I saw some of the concrete patches he’d referred to on my driving line for the Esses—and then I was making a high speed slide on them through the left-hander. I kept my hands still, ready to correct when my wheels touched asphalt and found grip again. I glanced at the run off: a narrow swath of slippery grass and a metal guard rail. Nothing there to scrub energy and speed or provide a soft landing. Make sure not to get off track in this turn, I thought. Make sure not to get off track anywhere. I hit concrete patches again on the No Name Straight—wondering as I reached 115 through the slight S-shaped curves why they called it a “straight” when it wasn’t.

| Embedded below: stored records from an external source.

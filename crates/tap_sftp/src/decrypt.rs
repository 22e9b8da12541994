//! GnuPG decryption of downloaded files
//!
//! The private key is fetched once per run from SSM, imported into the
//! configured keyring, and then each encrypted handle is spooled to a temp
//! file and decrypted with the `gpg` executable.

use aws_config::BehaviorVersion;
use aws_sdk_ssm::error::DisplayErrorContext;
use std::cell::Cell;
use std::fs::File;
use std::io::{self, Read, Write};
use std::path::{Path, PathBuf};
use std::process::{Command, Stdio};
use tempfile::{NamedTempFile, TempPath};
use tracing::{debug, info};

use crate::config::DecryptionConfig;
use crate::error::DecryptError;

/// A decrypted local copy of a remote file. The file is deleted on drop.
pub struct DecryptedFile {
    path: TempPath,
    reader: File,
}

impl DecryptedFile {
    /// Take ownership of a temp file holding decrypted contents.
    pub fn from_temp_path(path: TempPath) -> io::Result<Self> {
        let reader = File::open(&path)?;
        Ok(Self { path, reader })
    }

    pub fn path(&self) -> &Path {
        &self.path
    }
}

impl Read for DecryptedFile {
    fn read(&mut self, buf: &mut [u8]) -> io::Result<usize> {
        self.reader.read(buf)
    }
}

impl std::fmt::Debug for DecryptedFile {
    fn fmt(&self, f: &mut std::fmt::Formatter<'_>) -> std::fmt::Result {
        f.debug_struct("DecryptedFile")
            .field("path", &self.path())
            .finish()
    }
}

/// Turns an encrypted handle into a readable plaintext file
pub trait Decryptor {
    /// `source_path` is the remote path, used for naming and diagnostics.
    fn decrypt(&self, encrypted: &mut dyn Read, source_path: &str)
        -> Result<DecryptedFile, DecryptError>;
}

/// Where the armored private key comes from
pub trait KeySource {
    fn private_key(&self, key_name: &str) -> Result<String, DecryptError>;
}

/// Reads a SecureString parameter with the AWS SDK, using the default
/// credential chain and region.
#[derive(Debug, Default, Clone)]
pub struct SsmKeySource {
    endpoint_url: Option<String>,
}

impl SsmKeySource {
    /// Send SSM requests to `url` instead of the regional endpoint.
    pub fn with_endpoint_url(url: impl Into<String>) -> Self {
        Self {
            endpoint_url: Some(url.into()),
        }
    }

    async fn fetch(&self, key_name: &str) -> Result<Option<String>, DecryptError> {
        let mut loader = aws_config::defaults(BehaviorVersion::latest());
        if let Some(url) = &self.endpoint_url {
            loader = loader.endpoint_url(url);
        }
        let sdk_config = loader.load().await;
        let client = aws_sdk_ssm::Client::new(&sdk_config);

        let output = client
            .get_parameter()
            .name(key_name)
            .with_decryption(true)
            .send()
            .await
            .map_err(|err| DecryptError::Ssm {
                key_name: key_name.to_string(),
                message: DisplayErrorContext(&err).to_string(),
                source: Box::new(err),
            })?;

        Ok(output
            .parameter()
            .and_then(|parameter| parameter.value())
            .map(str::to_string))
    }
}

impl KeySource for SsmKeySource {
    fn private_key(&self, key_name: &str) -> Result<String, DecryptError> {
        debug!(key_name, "fetching private key from SSM");
        let rt = tokio::runtime::Builder::new_current_thread()
            .enable_all()
            .build()?;
        let value = rt.block_on(self.fetch(key_name))?;

        let key = value.unwrap_or_default().trim().to_string();
        if key.is_empty() {
            return Err(DecryptError::EmptyKey(key_name.to_string()));
        }
        Ok(key)
    }
}

/// `gpg`-backed decryptor
pub struct GpgDecryptor<K: KeySource = SsmKeySource> {
    config: DecryptionConfig,
    key_source: K,
    key_imported: Cell<bool>,
}

impl GpgDecryptor<SsmKeySource> {
    pub fn new(config: DecryptionConfig) -> Self {
        Self::with_key_source(config, SsmKeySource::default())
    }
}

impl<K: KeySource> GpgDecryptor<K> {
    pub fn with_key_source(config: DecryptionConfig, key_source: K) -> Self {
        Self {
            config,
            key_source,
            key_imported: Cell::new(false),
        }
    }

    fn gpg_command(&self, gpg: &Path) -> Command {
        let mut cmd = Command::new(gpg);
        cmd.arg("--homedir")
            .arg(&self.config.gnupghome)
            .args(["--batch", "--yes"]);
        cmd
    }

    fn ensure_key_imported(&self, gpg: &Path) -> Result<(), DecryptError> {
        if self.key_imported.get() {
            return Ok(());
        }

        let key = self.key_source.private_key(&self.config.ssm_key_name)?;
        let mut cmd = self.gpg_command(gpg);
        cmd.arg("--import");
        run_with_stdin(cmd, key.as_bytes(), "import")?;

        info!(
            key_name = %self.config.ssm_key_name,
            gnupghome = %self.config.gnupghome.display(),
            "imported decryption key"
        );
        self.key_imported.set(true);
        Ok(())
    }
}

impl<K: KeySource> Decryptor for GpgDecryptor<K> {
    fn decrypt(
        &self,
        encrypted: &mut dyn Read,
        source_path: &str,
    ) -> Result<DecryptedFile, DecryptError> {
        let gpg = locate("gpg")?;
        self.ensure_key_imported(&gpg)?;

        let mut spooled = NamedTempFile::new()?;
        let bytes = io::copy(encrypted, spooled.as_file_mut())?;
        spooled.as_file_mut().flush()?;
        debug!(source_path, bytes, "spooled encrypted file");

        let output_path = NamedTempFile::new()?.into_temp_path();

        let mut cmd = self.gpg_command(&gpg);
        cmd.args(["--pinentry-mode", "loopback", "--passphrase-fd", "0", "--output"])
            .arg(&*output_path)
            .arg("--decrypt")
            .arg(spooled.path());
        let passphrase = format!("{}\n", self.config.passphrase);
        run_with_stdin(cmd, passphrase.as_bytes(), "decrypt")?;

        info!(source_path, decrypted = %output_path.display(), "decrypted file");
        Ok(DecryptedFile::from_temp_path(output_path)?)
    }
}

fn locate(tool: &'static str) -> Result<PathBuf, DecryptError> {
    which::which(tool).map_err(|source| DecryptError::ToolNotFound { tool, source })
}

fn run_with_stdin(mut cmd: Command, input: &[u8], action: &'static str) -> Result<(), DecryptError> {
    let mut child = cmd
        .stdin(Stdio::piped())
        .stdout(Stdio::null())
        .stderr(Stdio::piped())
        .spawn()?;

    // gpg may exit before reading stdin; its status and stderr say why.
    if let Some(mut stdin) = child.stdin.take() {
        match stdin.write_all(input) {
            Err(err) if err.kind() != io::ErrorKind::BrokenPipe => return Err(err.into()),
            _ => {}
        }
    }

    let output = child.wait_with_output()?;
    if !output.status.success() {
        return Err(DecryptError::Command {
            tool: "gpg",
            action,
            status: output.status,
            stderr: String::from_utf8_lossy(&output.stderr).trim().to_string(),
        });
    }
    Ok(())
}
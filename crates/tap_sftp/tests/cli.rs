use std::fs;
use std::path::PathBuf;
use std::process::{Command, Output};
use tempfile::TempDir;

fn tap_bin() -> PathBuf {
    PathBuf::from(env!("CARGO_BIN_EXE_tap-sftp"))
}

fn run_cli(args: &[&str], home: &TempDir) -> Output {
    Command::new(tap_bin())
        .args(args)
        .env("TAP_SFTP_HOME", home.path())
        .env_remove("TAP_SFTP_CONFIG")
        .output()
        .expect("failed to execute tap-sftp CLI")
}

fn assert_failed(output: &Output) -> String {
    assert!(
        !output.status.success(),
        "command unexpectedly succeeded\nstdout:\n{}\nstderr:\n{}",
        String::from_utf8_lossy(&output.stdout),
        String::from_utf8_lossy(&output.stderr)
    );
    assert!(output.stdout.is_empty(), "nothing should reach stdout on failure");
    String::from_utf8_lossy(&output.stderr).into_owned()
}

#[test]
fn discover_with_missing_config_fails() {
    let home = TempDir::new().unwrap();
    let missing = home.path().join("nope.json");

    let output = run_cli(
        &["discover", "--no-log-file", "--config", missing.to_str().unwrap()],
        &home,
    );
    let stderr = assert_failed(&output);
    assert!(stderr.contains("Failed to load config"), "stderr:\n{}", stderr);
}

#[test]
fn discover_with_invalid_config_fails() {
    let home = TempDir::new().unwrap();
    let config = home.path().join("config.json");
    fs::write(
        &config,
        r#"{"host": "sftp.example.com", "username": "etl", "password": "x", "tables": []}"#,
    )
    .unwrap();

    let output = run_cli(
        &["discover", "--no-log-file", "--config", config.to_str().unwrap()],
        &home,
    );
    let stderr = assert_failed(&output);
    assert!(stderr.contains("tables must not be empty"), "stderr:\n{}", stderr);
}

#[test]
fn files_with_bad_pattern_fails() {
    let home = TempDir::new().unwrap();
    let config = home.path().join("config.json");
    fs::write(
        &config,
        r#"{
            "host": "sftp.example.com",
            "username": "etl",
            "password": "x",
            "tables": [{"table_name": "t", "search_prefix": "/", "search_pattern": "("}]
        }"#,
    )
    .unwrap();

    let output = run_cli(
        &["files", "--no-log-file", "--config", config.to_str().unwrap()],
        &home,
    );
    let stderr = assert_failed(&output);
    assert!(stderr.contains("Failed to load config"), "stderr:\n{}", stderr);
}

#[test]
fn discover_requires_config() {
    let home = TempDir::new().unwrap();
    let output = run_cli(&["discover", "--no-log-file"], &home);
    assert_failed(&output);
}
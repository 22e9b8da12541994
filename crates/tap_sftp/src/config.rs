//! Tap configuration
//!
//! Loaded from the JSON file passed with `--config`. `tables` may be either
//! a JSON array or a string holding that array, which is how Singer UIs
//! store it.

use regex::Regex;
use serde::{Deserialize, Deserializer};
use std::collections::HashSet;
use std::path::{Path, PathBuf};

use crate::error::ConfigError;

pub const DEFAULT_PORT: u16 = 22;
pub const DEFAULT_TIMEOUT_SECS: u64 = 30;
pub const DEFAULT_DELIMITER: &str = ",";
pub const DEFAULT_SAMPLE_RATE: usize = 5;
pub const DEFAULT_MAX_RECORDS: usize = 1000;

/// Top-level tap configuration
#[derive(Clone, Deserialize)]
pub struct Config {
    pub host: String,

    #[serde(default = "default_port")]
    pub port: u16,

    pub username: String,

    #[serde(default)]
    pub password: Option<String>,

    #[serde(default)]
    pub private_key_file: Option<PathBuf>,

    #[serde(default)]
    pub private_key_passphrase: Option<String>,

    /// Socket and SSH session timeout
    #[serde(default = "default_timeout_secs")]
    pub timeout_secs: u64,

    #[serde(deserialize_with = "deserialize_tables")]
    pub tables: Vec<TableSpec>,

    #[serde(default)]
    pub decryption_configs: Option<DecryptionConfig>,

    #[serde(default)]
    pub sampling: SamplingConfig,
}

// Hand-written so credentials never reach the logs.
impl std::fmt::Debug for Config {
    fn fmt(&self, f: &mut std::fmt::Formatter<'_>) -> std::fmt::Result {
        f.debug_struct("Config")
            .field("host", &self.host)
            .field("port", &self.port)
            .field("username", &self.username)
            .field("password", &self.password.as_ref().map(|_| "<redacted>"))
            .field("private_key_file", &self.private_key_file)
            .field("timeout_secs", &self.timeout_secs)
            .field("tables", &self.tables)
            .field("decryption_configs", &self.decryption_configs)
            .field("sampling", &self.sampling)
            .finish()
    }
}

/// One remote table: a directory of delimited files sharing a layout
#[derive(Debug, Clone, PartialEq, Eq, Deserialize)]
pub struct TableSpec {
    pub table_name: String,

    /// Remote directory searched recursively for candidate files
    pub search_prefix: String,

    /// Regex matched against each candidate's full path
    #[serde(default)]
    pub search_pattern: Option<String>,

    #[serde(default = "default_delimiter")]
    pub delimiter: String,

    #[serde(default = "default_true")]
    pub parse_types: bool,

    #[serde(default)]
    pub key_properties: Vec<String>,

    /// Columns forced to `string` with `format: date-time`
    #[serde(default)]
    pub date_overrides: Vec<String>,
}

impl TableSpec {
    /// The delimiter as the single byte the CSV reader needs.
    pub fn delimiter_byte(&self) -> Result<u8, ConfigError> {
        match self.delimiter.as_bytes() {
            [b] if b.is_ascii() => Ok(*b),
            _ => Err(ConfigError::Invalid(format!(
                "table '{}': delimiter must be a single ASCII character, got {:?}",
                self.table_name, self.delimiter
            ))),
        }
    }

    /// Compiled `search_pattern`, if one is configured.
    pub fn search_regex(&self) -> Result<Option<Regex>, ConfigError> {
        self.search_pattern
            .as_deref()
            .map(|pattern| {
                Regex::new(pattern).map_err(|source| ConfigError::Pattern {
                    table: self.table_name.clone(),
                    pattern: pattern.to_string(),
                    source,
                })
            })
            .transpose()
    }
}

/// GnuPG decryption settings
#[derive(Clone, Deserialize)]
pub struct DecryptionConfig {
    /// Name of the SSM parameter holding the armored private key
    #[serde(rename = "SSM_key_name")]
    pub ssm_key_name: String,

    pub gnupghome: PathBuf,

    pub passphrase: String,
}

impl std::fmt::Debug for DecryptionConfig {
    fn fmt(&self, f: &mut std::fmt::Formatter<'_>) -> std::fmt::Result {
        f.debug_struct("DecryptionConfig")
            .field("ssm_key_name", &self.ssm_key_name)
            .field("gnupghome", &self.gnupghome)
            .field("passphrase", &"<redacted>")
            .finish()
    }
}

/// How many rows discovery reads from each file
#[derive(Debug, Clone, PartialEq, Eq, Deserialize)]
#[serde(default)]
pub struct SamplingConfig {
    /// Keep every Nth data row, starting with the first
    pub sample_rate: usize,

    /// Stop after this many sampled rows
    pub max_records: usize,
}

impl Default for SamplingConfig {
    fn default() -> Self {
        Self {
            sample_rate: DEFAULT_SAMPLE_RATE,
            max_records: DEFAULT_MAX_RECORDS,
        }
    }
}

impl Config {
    /// Read, parse and validate a config file.
    pub fn from_file(path: &Path) -> Result<Self, ConfigError> {
        let raw = std::fs::read_to_string(path).map_err(|source| ConfigError::Read {
            path: path.to_path_buf(),
            source,
        })?;
        Self::from_json_str(&raw)
    }

    /// Parse and validate a config from JSON text.
    pub fn from_json_str(raw: &str) -> Result<Self, ConfigError> {
        let config: Config = serde_json::from_str(raw)?;
        config.validate()?;
        Ok(config)
    }

    /// Check invariants that serde cannot express.
    pub fn validate(&self) -> Result<(), ConfigError> {
        if self.host.trim().is_empty() {
            return Err(ConfigError::Invalid("host must not be empty".to_string()));
        }
        if self.username.trim().is_empty() {
            return Err(ConfigError::Invalid("username must not be empty".to_string()));
        }
        if self.password.is_none() && self.private_key_file.is_none() {
            return Err(ConfigError::Invalid(
                "one of password or private_key_file is required".to_string(),
            ));
        }
        if self.tables.is_empty() {
            return Err(ConfigError::Invalid("tables must not be empty".to_string()));
        }
        if self.sampling.sample_rate == 0 || self.sampling.max_records == 0 {
            return Err(ConfigError::Invalid(
                "sampling.sample_rate and sampling.max_records must be at least 1".to_string(),
            ));
        }

        let mut seen = HashSet::new();
        for table in &self.tables {
            if table.table_name.trim().is_empty() {
                return Err(ConfigError::Invalid("table_name must not be empty".to_string()));
            }
            if !seen.insert(table.table_name.as_str()) {
                return Err(ConfigError::Invalid(format!(
                    "duplicate table_name '{}'",
                    table.table_name
                )));
            }
            if table.search_prefix.trim().is_empty() {
                return Err(ConfigError::Invalid(format!(
                    "table '{}': search_prefix must not be empty",
                    table.table_name
                )));
            }
            table.delimiter_byte()?;
            table.search_regex()?;
        }

        Ok(())
    }
}

fn default_port() -> u16 {
    DEFAULT_PORT
}

fn default_timeout_secs() -> u64 {
    DEFAULT_TIMEOUT_SECS
}

fn default_delimiter() -> String {
    DEFAULT_DELIMITER.to_string()
}

fn default_true() -> bool {
    true
}

fn deserialize_tables<'de, D>(deserializer: D) -> Result<Vec<TableSpec>, D::Error>
where
    D: Deserializer<'de>,
{
    #[derive(Deserialize)]
    #[serde(untagged)]
    enum Tables {
        List(Vec<TableSpec>),
        Encoded(String),
    }

    match Tables::deserialize(deserializer)? {
        Tables::List(tables) => Ok(tables),
        Tables::Encoded(raw) => serde_json::from_str(&raw).map_err(serde::de::Error::custom),
    }
}
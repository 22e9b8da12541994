//! Stream definitions and the catalog document
//!
//! Serialization order is part of the contract: header columns come first in
//! file order, then the three `_sdc_` columns, so repeated discovery of the
//! same file produces byte-identical JSON.

use indexmap::IndexMap;
use serde::Serialize;
use serde_json::{json, Value as JsonValue};
use tap_sftp_inference::JsonType;

pub const SDC_SOURCE_FILE_COLUMN: &str = "_sdc_source_file";
pub const SDC_SOURCE_LINENO_COLUMN: &str = "_sdc_source_lineno";
pub const SDC_EXTRA_COLUMN: &str = "_sdc_extra";

/// Names of the bookkeeping columns every stream carries
pub const SDC_COLUMNS: [&str; 3] = [
    SDC_SOURCE_FILE_COLUMN,
    SDC_SOURCE_LINENO_COLUMN,
    SDC_EXTRA_COLUMN,
];

/// A `type` keyword: either a bare type or a union list
#[derive(Debug, Clone, PartialEq, Eq, Serialize)]
#[serde(untagged)]
pub enum SchemaType {
    Single(JsonType),
    Union(Vec<JsonType>),
}

/// Schema of one property
#[derive(Debug, Clone, PartialEq, Eq, Serialize)]
pub struct PropertySchema {
    #[serde(rename = "type")]
    pub schema_type: SchemaType,

    #[serde(skip_serializing_if = "Option::is_none")]
    pub format: Option<String>,

    #[serde(skip_serializing_if = "Option::is_none")]
    pub items: Option<Box<PropertySchema>>,
}

impl PropertySchema {
    pub fn single(data_type: JsonType) -> Self {
        Self {
            schema_type: SchemaType::Single(data_type),
            format: None,
            items: None,
        }
    }

    pub fn union(types: Vec<JsonType>) -> Self {
        Self {
            schema_type: SchemaType::Union(types),
            format: None,
            items: None,
        }
    }

    /// `["null", "string"]`, the schema of any untyped column
    pub fn nullable_string() -> Self {
        Self::union(JsonType::String.nullable_union())
    }

    /// `["null", "string"]` with `format: date-time`
    pub fn nullable_date_time() -> Self {
        Self {
            format: Some("date-time".to_string()),
            ..Self::nullable_string()
        }
    }

    pub fn array_of(items: PropertySchema) -> Self {
        Self {
            schema_type: SchemaType::Single(JsonType::Array),
            format: None,
            items: Some(Box::new(items)),
        }
    }

    /// Types this property admits, in declaration order
    pub fn types(&self) -> Vec<JsonType> {
        match &self.schema_type {
            SchemaType::Single(t) => vec![*t],
            SchemaType::Union(types) => types.clone(),
        }
    }
}

/// Object schema of one stream
#[derive(Debug, Clone, PartialEq, Eq, Serialize)]
pub struct StreamSchema {
    #[serde(rename = "type")]
    pub schema_type: JsonType,
    pub properties: IndexMap<String, PropertySchema>,
}

impl StreamSchema {
    /// Build an object schema from the file's columns followed by the three
    /// bookkeeping columns. A file column that reuses an `_sdc_` name is
    /// dropped from its header position and replaced by the bookkeeping
    /// definition.
    pub fn with_sdc_columns(columns: IndexMap<String, PropertySchema>) -> Self {
        let mut properties = columns;
        for (name, schema) in sdc_properties() {
            if properties.shift_remove(name).is_some() {
                tracing::warn!(column = name, "file column shadows a reserved column");
            }
            properties.insert(name.to_string(), schema);
        }
        Self {
            schema_type: JsonType::Object,
            properties,
        }
    }
}

fn sdc_properties() -> [(&'static str, PropertySchema); 3] {
    [
        (
            SDC_SOURCE_FILE_COLUMN,
            PropertySchema::single(JsonType::String),
        ),
        (
            SDC_SOURCE_LINENO_COLUMN,
            PropertySchema::single(JsonType::Integer),
        ),
        (
            SDC_EXTRA_COLUMN,
            PropertySchema::array_of(PropertySchema::single(JsonType::String)),
        ),
    ]
}

/// Singer-style metadata entry
#[derive(Debug, Clone, PartialEq, Serialize)]
pub struct MetadataEntry {
    pub breadcrumb: Vec<String>,
    pub metadata: JsonValue,
}

/// One discovered stream
#[derive(Debug, Clone, PartialEq, Serialize)]
pub struct StreamDefinition {
    pub stream: String,
    pub tap_stream_id: String,
    pub schema: StreamSchema,
    pub key_properties: Vec<String>,
    pub metadata: Vec<MetadataEntry>,
}

impl StreamDefinition {
    pub fn new(table_name: &str, schema: StreamSchema, key_properties: Vec<String>) -> Self {
        let metadata = build_metadata(&schema, &key_properties);
        Self {
            stream: table_name.to_string(),
            tap_stream_id: table_name.to_string(),
            schema,
            key_properties,
            metadata,
        }
    }
}

/// Stream-level entry first, then one entry per property. Key and
/// bookkeeping columns are always replicated.
fn build_metadata(schema: &StreamSchema, key_properties: &[String]) -> Vec<MetadataEntry> {
    let mut entries = vec![MetadataEntry {
        breadcrumb: vec![],
        metadata: json!({
            "inclusion": "available",
            "table-key-properties": key_properties,
            "forced-replication-method": "INCREMENTAL",
        }),
    }];

    for name in schema.properties.keys() {
        let automatic =
            key_properties.iter().any(|k| k == name) || SDC_COLUMNS.contains(&name.as_str());
        entries.push(MetadataEntry {
            breadcrumb: vec!["properties".to_string(), name.clone()],
            metadata: json!({
                "inclusion": if automatic { "automatic" } else { "available" },
            }),
        });
    }

    entries
}

/// The document printed by `discover`
#[derive(Debug, Clone, PartialEq, Serialize)]
pub struct Catalog {
    pub streams: Vec<StreamDefinition>,
}

#[cfg(test)]
mod tests {
    use super::*;
    use pretty_assertions::assert_eq;

    #[test]
    fn test_sdc_columns_serialize() {
        let schema = StreamSchema::with_sdc_columns(IndexMap::new());
        let value = serde_json::to_value(&schema).unwrap();
        assert_eq!(
            value,
            json!({
                "type": "object",
                "properties": {
                    "_sdc_source_file": {"type": "string"},
                    "_sdc_source_lineno": {"type": "integer"},
                    "_sdc_extra": {"type": "array", "items": {"type": "string"}}
                }
            })
        );
    }

    #[test]
    fn test_property_order_is_columns_then_sdc() {
        let mut columns = IndexMap::new();
        columns.insert("zeta".to_string(), PropertySchema::nullable_string());
        columns.insert("alpha".to_string(), PropertySchema::nullable_string());

        let schema = StreamSchema::with_sdc_columns(columns);
        let names: Vec<&str> = schema.properties.keys().map(String::as_str).collect();
        assert_eq!(
            names,
            vec!["zeta", "alpha", "_sdc_source_file", "_sdc_source_lineno", "_sdc_extra"]
        );
    }

    #[test]
    fn test_shadowed_sdc_column_is_replaced() {
        let mut columns = IndexMap::new();
        columns.insert(SDC_EXTRA_COLUMN.to_string(), PropertySchema::nullable_string());
        columns.insert("Col1".to_string(), PropertySchema::nullable_string());
        columns.insert(
            SDC_SOURCE_LINENO_COLUMN.to_string(),
            PropertySchema::nullable_string(),
        );
        let schema = StreamSchema::with_sdc_columns(columns);

        let names: Vec<&str> = schema.properties.keys().map(String::as_str).collect();
        assert_eq!(
            names,
            vec!["Col1", "_sdc_source_file", "_sdc_source_lineno", "_sdc_extra"]
        );
        assert_eq!(
            schema.properties[SDC_SOURCE_LINENO_COLUMN],
            PropertySchema::single(JsonType::Integer)
        );
        assert_eq!(
            schema.properties[SDC_EXTRA_COLUMN],
            PropertySchema::array_of(PropertySchema::single(JsonType::String))
        );
    }

    #[test]
    fn test_date_time_format_serializes() {
        let value = serde_json::to_value(PropertySchema::nullable_date_time()).unwrap();
        assert_eq!(value, json!({"type": ["null", "string"], "format": "date-time"}));
    }

    #[test]
    fn test_metadata_marks_keys_and_sdc_automatic() {
        let mut columns = IndexMap::new();
        columns.insert("id".to_string(), PropertySchema::nullable_string());
        columns.insert("name".to_string(), PropertySchema::nullable_string());
        let schema = StreamSchema::with_sdc_columns(columns);

        let stream = StreamDefinition::new("orders", schema, vec!["id".to_string()]);
        assert_eq!(stream.tap_stream_id, "orders");
        assert_eq!(stream.metadata.len(), 6);
        assert_eq!(
            stream.metadata[0].metadata["table-key-properties"],
            json!(["id"])
        );

        let inclusion = |column: &str| {
            stream
                .metadata
                .iter()
                .find(|m| m.breadcrumb.last().map(String::as_str) == Some(column))
                .map(|m| m.metadata["inclusion"].clone())
                .unwrap()
        };
        assert_eq!(inclusion("id"), json!("automatic"));
        assert_eq!(inclusion("name"), json!("available"));
        assert_eq!(inclusion(SDC_EXTRA_COLUMN), json!("automatic"));
    }
}
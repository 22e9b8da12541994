//! tap-sftp command-line entry point

use clap::{Parser, Subcommand};
use std::path::PathBuf;
use std::process::ExitCode;
use tap_sftp_logging::{init_logging, LogConfig};
use tracing::error;

mod cli;

#[derive(Parser, Debug)]
#[command(name = "tap-sftp", about = "Discover schemas of delimited files on SFTP hosts")]
struct Cli {
    /// Enable verbose logging (debug to stderr)
    #[arg(short = 'v', long, global = true)]
    verbose: bool,

    /// Do not keep a rolling log file
    #[arg(long, global = true)]
    no_log_file: bool,

    #[command(subcommand)]
    command: Commands,
}

#[derive(Subcommand, Debug)]
enum Commands {
    /// Discover stream schemas and print the catalog as JSON
    Discover {
        /// Tap config file
        #[arg(short, long, env = "TAP_SFTP_CONFIG")]
        config: PathBuf,

        /// Write the catalog here instead of stdout
        #[arg(short, long)]
        output: Option<PathBuf>,
    },

    /// List each table's candidate files, newest first
    Files {
        /// Tap config file
        #[arg(short, long, env = "TAP_SFTP_CONFIG")]
        config: PathBuf,

        /// Output as JSON
        #[arg(long)]
        json: bool,
    },
}

fn main() -> ExitCode {
    let cli = Cli::parse();

    let mut log_config = LogConfig::new("tap-sftp");
    log_config.verbose = cli.verbose;
    log_config.file_logging = !cli.no_log_file;
    if let Err(err) = init_logging(log_config) {
        eprintln!("Warning: failed to initialize logging: {:#}", err);
    }

    let result = match cli.command {
        Commands::Discover { config, output } => {
            cli::discover::run(cli::discover::DiscoverArgs { config, output })
        }
        Commands::Files { config, json } => cli::files::run(cli::files::FilesArgs { config, json }),
    };

    match result {
        Ok(()) => ExitCode::SUCCESS,
        Err(err) => {
            error!("{:#}", err);
            eprintln!("Error: {:#}", err);
            ExitCode::FAILURE
        }
    }
}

Then I was braking and downshifting at the end of No Name, looking to my right at the track disappearing over a rise. A blind hill and turn. Also bumpy. I turned right and quickly topped the hill, swerving right again into the chicane—damn! Carrying too much speed into the turn. Brake as much as I dare, but not so much that I lock up the tires or put the car into a spin. Shit! Missed the corner and punted a cone. Up on the curbing—thump, down hard onto the track. Please God, no damage. Swerve left in the chicane and right again as I pop out. Damn again—wheels on grass and dirt at the right edge of the exit.
I checked my mirror: one of the corner workers was waving a yellow flag and watching the track anxiously while the other edged out to replace the cone I’d sent flying. Next time, less speed, snappier turning. And inside the chicane, more room to the left. Turn harder to clear the exit. Speed: 50 coming out. Decent.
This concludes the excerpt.